Background
Sussex Health and Care brings together health and care partners across Brighton and Hove, East Sussex and West Sussex. The integrated care system (ICS) serves a diverse population of more than 1.7 million people, with areas of both significant affluence and deprivation.
Addressing challenges with patient flow across Sussex Health and Care ICS
The Sussex Health and Care ICS is facing some of the highest numbers of delayed discharges in the country. At any one time, there can be several hundred people waiting to be discharged from an acute hospital, a community bedded facility or a mental health setting.
System partners are all concerned about the impact this can have on patient experience and outcomes, elective care recovery and financial pressures, with the ICS spending approximately £100m in 2022/23 on discharge cost of delays. Reflecting this, system leaders in Sussex are committed to taking action to address discharge delays across the system to improve patient experience and reduce the risk of patient deconditioning.
The system has agreed a comprehensive discharge and improvement transformation programme which includes action to improve the use of integrated data and digital care solutions to improve system flow.
The role of data and digital in Sussex Health and Care ICS
System leaders in Sussex identify challenges with data collection and sharing as key to helping to reduce discharge delays. There is currently no 'one version of the truth' to track and enable patient flow across the system making it difficult to identify root causes of delay, to inform demand and capacity planning and to ensure alignment of improvement actions. We are therefore working with system leaders to ensure we have a single oversight.
To combat this, the ICS is in the process of developing a business information platform which will give health and care teams across the three places within the system full visibility of discharges, patient-level information, reasons for a delayed discharge and the ability to share intelligence. This will also support system leaders to establish where there are delays between the different steps in the discharge pathway, and where there are opportunities to address these with the support of the ICS. The tool aims to enable data sharing between health and social care partners, which can often be challenging.
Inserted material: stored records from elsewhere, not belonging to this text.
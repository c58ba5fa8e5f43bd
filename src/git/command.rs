use crate::error::{ContribError, Result};
use std::io::Read;
use std::path::Path;
use std::process::{Child, Command, ExitStatus, Stdio};
use std::thread::{self, JoinHandle};
use std::time::{Duration, Instant};
use tracing::{debug, trace};

const POLL_INTERVAL: Duration = Duration::from_millis(10);

/// Runs the external `git` binary with a bounded wait.
#[derive(Debug, Clone)]
pub struct Git {
    program: String,
    timeout: Duration,
}

impl Git {
    pub fn new(program: impl Into<String>, timeout: Duration) -> Self {
        Self {
            program: program.into(),
            timeout,
        }
    }

    /// A path is a repository iff `git rev-parse --is-inside-work-tree` succeeds there.
    pub fn is_repository(&self, path: &Path) -> bool {
        match self.run(path, &["rev-parse", "--is-inside-work-tree"]) {
            Ok(_) => true,
            Err(e) => {
                debug!("{} is not a git work tree: {e}", path.display());
                false
            }
        }
    }

    /// Run `git <args>` in `dir` and return its stdout. Non-zero exit and timeout are errors.
    pub fn run(&self, dir: &Path, args: &[&str]) -> Result<String> {
        let joined = args.join(" ");
        trace!("running git {joined} in {}", dir.display());

        let mut child = Command::new(&self.program)
            .args(args)
            .current_dir(dir)
            .stdin(Stdio::null())
            .stdout(Stdio::piped())
            .stderr(Stdio::piped())
            .spawn()
            .map_err(|source| ContribError::GitSpawn {
                program: self.program.clone(),
                source,
            })?;

        let stdout = drain(child.stdout.take());
        let stderr = drain(child.stderr.take());

        let status = match self.wait_bounded(&mut child)? {
            Some(status) => status,
            None => {
                // Reader threads are left detached; they end once the pipes close.
                let _ = child.kill();
                let _ = child.wait();
                return Err(ContribError::GitTimeout {
                    args: joined,
                    timeout: self.timeout,
                });
            }
        };

        let out = collect(stdout)?;
        let err = collect(stderr)?;

        if !status.success() {
            return Err(ContribError::GitFailed {
                args: joined,
                status: status
                    .code()
                    .map_or_else(|| "signal".to_string(), |c| format!("status {c}")),
                stderr: String::from_utf8_lossy(&err).trim().to_string(),
            });
        }

        Ok(String::from_utf8_lossy(&out).into_owned())
    }

    fn wait_bounded(&self, child: &mut Child) -> Result<Option<ExitStatus>> {
        let started = Instant::now();
        loop {
            if let Some(status) = child.try_wait()? {
                return Ok(Some(status));
            }
            if started.elapsed() >= self.timeout {
                return Ok(None);
            }
            thread::sleep(POLL_INTERVAL);
        }
    }
}

type Pipe = Option<JoinHandle<std::io::Result<Vec<u8>>>>;

fn drain<R: Read + Send + 'static>(pipe: Option<R>) -> Pipe {
    pipe.map(|mut p| {
        thread::spawn(move || {
            let mut buf = Vec::new();
            p.read_to_end(&mut buf)?;
            Ok(buf)
        })
    })
}

fn collect(pipe: Pipe) -> Result<Vec<u8>> {
    match pipe {
        Some(handle) => handle
            .join()
            .map_err(|_| ContribError::Io(std::io::Error::other("pipe reader panicked")))?
            .map_err(ContribError::from),
        None => Ok(Vec::new()),
    }
}
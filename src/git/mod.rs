mod command;
mod extract;
pub mod parse;

pub use command::Git;
pub use extract::CommitExtractor;
use super::command::Git;
use super::parse::{self, DiffStat, LogEntry};
use crate::authors::AuthorNormalizer;
use crate::config::StatsMode;
use crate::error::Result;
use crate::model::{CommitRecord, DateWindow, RepositoryRef};
use tracing::{debug, error, warn};

/// Pulls commit metadata and line statistics for one repository at a time.
pub struct CommitExtractor<'a> {
    git: &'a Git,
    window: DateWindow,
    normalizer: &'a AuthorNormalizer,
    mode: StatsMode,
    include_merges: bool,
}

impl<'a> CommitExtractor<'a> {
    pub fn new(git: &'a Git, window: DateWindow, normalizer: &'a AuthorNormalizer) -> Self {
        Self {
            git,
            window,
            normalizer,
            mode: StatsMode::default(),
            include_merges: true,
        }
    }

    pub fn stats_mode(mut self, mode: StatsMode) -> Self {
        self.mode = mode;
        self
    }

    pub fn include_merges(mut self, include_merges: bool) -> Self {
        self.include_merges = include_merges;
        self
    }

    fn log_args(&self, format: &'static str) -> Vec<String> {
        let mut args = vec![
            "log".to_string(),
            format!("--since={} 00:00:00", self.window.since.format("%Y-%m-%d")),
            format!("--until={} 23:59:59", self.window.until.format("%Y-%m-%d")),
            format.to_string(),
            "--date=short".to_string(),
        ];
        if !self.include_merges {
            args.push("--no-merges".to_string());
        }
        args
    }

    /// All records for `repo` inside the window. Fails only when the commit listing itself fails;
    /// per-commit problems drop that commit and are logged.
    pub fn extract(&self, repo: &RepositoryRef) -> Result<Vec<CommitRecord>> {
        let records = match self.mode {
            StatsMode::Batched => self.extract_batched(repo)?,
            StatsMode::PerCommit => self.extract_per_commit(repo)?,
        };
        debug!("{}: {} commits in window", repo.name, records.len());
        Ok(records)
    }

    fn extract_batched(&self, repo: &RepositoryRef) -> Result<Vec<CommitRecord>> {
        let mut args = self.log_args(parse::BATCHED_LOG_FORMAT);
        args.push("--numstat".to_string());
        args.push(parse::MERGE_DIFF.to_string());
        let output = self.run(repo, &args)?;

        Ok(parse::parse_batched_log(&output)
            .into_iter()
            .filter_map(|(entry, stat)| {
                let author = self.normalizer.normalize(&entry.author)?;
                Some(record(repo, entry, author, stat))
            })
            .collect())
    }

    fn extract_per_commit(&self, repo: &RepositoryRef) -> Result<Vec<CommitRecord>> {
        let output = self.run(repo, &self.log_args(parse::LOG_FORMAT))?;

        let mut records = Vec::new();
        for line in output.lines().filter(|l| !l.trim().is_empty()) {
            let entry = match parse::parse_log_line(line) {
                Ok(entry) => entry,
                Err(e) => {
                    warn!("{}: skipping commit line: {e}", repo.name);
                    continue;
                }
            };

            let Some(author) = self.normalizer.normalize(&entry.author) else {
                continue;
            };

            let numstat = self.run(
                repo,
                &["show", "--numstat", parse::MERGE_DIFF, "--format=", entry.hash.as_str()],
            );
            match numstat {
                Ok(output) => {
                    let stat = parse::sum_numstat(&output);
                    records.push(record(repo, entry, author, stat));
                }
                Err(e) => error!("{}: no stats for commit {}: {e}", repo.name, entry.hash),
            }
        }
        Ok(records)
    }

    fn run<S: AsRef<str>>(&self, repo: &RepositoryRef, args: &[S]) -> Result<String> {
        let args: Vec<&str> = args.iter().map(|a| a.as_ref()).collect();
        self.git.run(repo.path(), &args)
    }
}

fn record(repo: &RepositoryRef, entry: LogEntry, author: String, stat: DiffStat) -> CommitRecord {
    CommitRecord {
        hash: entry.hash,
        date: entry.date,
        author,
        repository: repo.name.clone(),
        additions: stat.additions,
        deletions: stat.deletions,
    }
}
use crate::config::{AnalyzerConfig, FileConfig, StatsMode};
use anyhow::{Context, Result};
use chrono::Local;
use clap::{ArgAction, Args, Parser, Subcommand};
use std::path::PathBuf;
use std::time::Duration;

#[derive(Parser)]
#[command(name = "gitcontrib")]
#[command(about = "Contribution reports across many git repositories: authors, days, repositories, months")]
#[command(version)]
pub struct Cli {
    #[arg(short, long, global = true, action = ArgAction::Count, help = "More log output (repeatable)")]
    pub verbose: u8,

    #[arg(short, long, global = true, help = "Only log errors")]
    pub quiet: bool,

    #[clap(flatten)]
    pub common: CommonArgs,

    #[command(subcommand)]
    pub command: Commands,
}

#[derive(Args, Clone, Default)]
pub struct CommonArgs {
    #[arg(long, global = true, help = "Path to a JSON configuration file")]
    pub config: Option<PathBuf>,

    #[arg(long = "root", global = true, help = "Directory to search for repositories (repeatable)")]
    pub roots: Vec<PathBuf>,

    #[arg(long = "exclude-path", global = true, help = "Skip repositories whose path contains this text (repeatable)")]
    pub exclude_paths: Vec<String>,

    #[arg(long, global = true, help = "Minimum repository depth below a root")]
    pub min_depth: Option<usize>,

    #[arg(long, global = true, help = "Maximum repository depth below a root")]
    pub max_depth: Option<usize>,

    #[arg(long, global = true, help = "First day of the window (YYYY-MM-DD, RFC3339, or 'N days ago')")]
    pub since: Option<String>,

    #[arg(long, global = true, help = "Last day of the window (YYYY-MM-DD, RFC3339, or 'N days ago')")]
    pub until: Option<String>,

    #[arg(long = "alias", global = true, value_parser = parse_alias, help = "Map an author onto a canonical name: raw=canonical (repeatable)")]
    pub aliases: Vec<(String, String)>,

    #[arg(long = "exclude-author", global = true, help = "Drop commits by this author (repeatable)")]
    pub exclude_authors: Vec<String>,

    #[arg(long, global = true, help = "Directory for report files")]
    pub output_dir: Option<PathBuf>,

    #[arg(long, global = true, help = "Number of authors plotted in the trend chart")]
    pub top_n: Option<usize>,

    #[arg(long, global = true, help = "Chart width in pixels")]
    pub graph_width: Option<u32>,

    #[arg(long, global = true, help = "Chart height in pixels")]
    pub graph_height: Option<u32>,

    #[arg(long, global = true, value_parser = humantime::parse_duration, help = "Bound on each git invocation, e.g. 30s or 2m")]
    pub git_timeout: Option<Duration>,

    #[arg(long, global = true, value_enum, help = "How line statistics are collected")]
    pub stats_mode: Option<StatsMode>,

    #[arg(long, global = true, help = "Leave merge commits out")]
    pub no_merges: bool,

    #[arg(short, long, global = true, help = "Repositories scanned in parallel")]
    pub jobs: Option<usize>,
}

fn parse_alias(raw: &str) -> std::result::Result<(String, String), String> {
    match raw.split_once('=') {
        Some((from, to)) if !from.trim().is_empty() && !to.trim().is_empty() => {
            Ok((from.trim().to_string(), to.trim().to_string()))
        }
        _ => Err(format!("expected raw=canonical, got '{raw}'")),
    }
}

impl CommonArgs {
    /// The config file (if any) with command-line values layered on top.
    pub fn to_config(&self) -> Result<AnalyzerConfig> {
        let mut file = match &self.config {
            Some(path) => FileConfig::load(path)
                .with_context(|| format!("Failed to read config file {}", path.display()))?,
            None => FileConfig::default(),
        };

        if self.since.is_some() {
            file.since = self.since.clone();
        }
        if self.until.is_some() {
            file.until = self.until.clone();
        }

        let repos = &mut file.repositories;
        repos.roots.extend(self.roots.iter().cloned());
        if repos.roots.is_empty() {
            repos.roots.push(std::env::current_dir()?);
        }
        repos.excluded_paths.extend(self.exclude_paths.iter().cloned());
        if let Some(d) = self.min_depth {
            repos.min_depth = d;
        }
        if let Some(d) = self.max_depth {
            repos.max_depth = d;
        }

        file.authors.aliases.extend(self.aliases.iter().cloned());
        file.authors.excluded.extend(self.exclude_authors.iter().cloned());

        let report = &mut file.report;
        if let Some(dir) = &self.output_dir {
            report.output_dir = dir.clone();
        }
        if let Some(n) = self.top_n {
            report.top_n_contributors = n;
        }
        if let Some(w) = self.graph_width {
            report.graph_width = w;
        }
        if let Some(h) = self.graph_height {
            report.graph_height = h;
        }

        let git = &mut file.git;
        if let Some(t) = self.git_timeout {
            git.timeout = t;
        }
        if let Some(mode) = self.stats_mode {
            git.stats_mode = mode;
        }
        if self.no_merges {
            git.include_merges = false;
        }
        if self.jobs.is_some() {
            git.jobs = self.jobs;
        }

        let today = Local::now().date_naive();
        Ok(file.resolve(today)?)
    }
}

#[derive(Subcommand)]
pub enum Commands {
    /// Write the CSV tables, the detailed report, and the trend chart
    Report {
        #[arg(long, help = "Print the aggregated views as JSON")]
        json: bool,

        #[arg(long, help = "Skip the trend chart")]
        no_chart: bool,
    },
    /// Print the author summary without writing files
    Authors {
        #[arg(long, help = "Output as JSON")]
        json: bool,

        #[arg(long, help = "Output as NDJSON")]
        ndjson: bool,
    },
    /// List the repositories that would be analyzed
    Discover {
        #[arg(long, help = "Output as JSON")]
        json: bool,
    },
}

impl Cli {
    pub fn execute(self) -> Result<()> {
        let dispatch = crate::logging::dispatch(self.quiet, self.verbose)?;
        let config = self.common.to_config().context("Invalid configuration")?;

        match self.command {
            Commands::Report { json, no_chart } => crate::report::exec(config, dispatch, self.quiet, json, !no_chart),
            Commands::Authors { json, ndjson } => crate::summary::exec(config, dispatch, self.quiet, json, ndjson),
            Commands::Discover { json } => crate::discover::exec(config, dispatch, json),
        }
    }
}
The integrated care board (ICB) is working with North East Commissioning Services who have developed the OPTICA platform, an application built in collaboration with NHS trusts and local authorities to track patients and tasks relating to discharge in real-time, to develop the business information platform. This work been undertaken with the backing of the NHS England digital team.
We as a system have been innovative in working with the OPTICA team to develop the platform to be able to integrate data flows across health and social care. The system is working in collaboration with another frontrunner site, Humber, and North Yorkshire ICB, to jointly develop a detailed data specification, which will enable full visibility of data sets across acute, local authority and community. The development of this integrated data flow will also operationally support the system's developing Transfer of Care Hub model.
Key enablers
Strong leadership and relationships within the social care and discharge delivery board, which sits within the ICB, are cited as a key enabler to developing this work. The system senior responsible officer for the discharge improvement programme is an acute provider chief executive who is supported by the ICB chief delivery officer. The ICS has established a system discharge and social care delivery board, chaired by the system senior responsible officer for discharge, alongside the three ICB place directors, the three local authority directors of adult social care, all chief operating officers from the trusts in the system, programme director and the ICB Discharge Frontrunner programme management team.
The delivery board is driven by a shared ambition to improve patient experience and reduce the risk of patients deconditioning by significantly reducing discharge delays across the system and establish a more sustainable and effective discharge model. There is a system agreed principle that increasing the number of patients discharged to their normal place of residence, as part of a Homefirst approach to deliver better patient outcomes and value for money. This is a key enabler which will require strong collaborative and integrated working, to address the continued challenge of delayed discharges.
Key barriers
Although addressing delayed discharges is a key priority for Sussex Health and Care ICS, there are still challenges in getting a clear and shared understanding about where the key contributing factors lie. This constrains the delivery board's ability to have the right conversations about where the opportunities for improvements are and to inform decisions in respect of capacity investments.
Challenges also remain around information governance, where the chief digital information officer is working with system leaders across health and social care, by seeking an agreement to develop a memorandum of understanding to address these issues.
Looking to the future
The business information tool is just one of the five main strands of work being delivered as part of the discharge frontrunner scheme by the social care and discharge board. Other programmes of work include:
- Developing digital care solutions which optimise the use of current systems to improve patient outcomes.
- Developing an integrated workforce to deliver an effective discharge system.
- Developing an economic framework which brings together baseline costs, workforce activity and operational metrics to ensure future sustainability and create an efficient discharge system.
- Building on the work of previous winters to continue discharge improvement.
While this work is still at the early phase of development, system leaders see the business information tool as the grounding that will enable them to take forward the wider programme of work. They are optimistic that improved data on delayed discharge will help optimise how multi-disciplinary teams work to support discharge, inform strategic decisions, and enable the ICS to progress other areas of transformation and improvement work.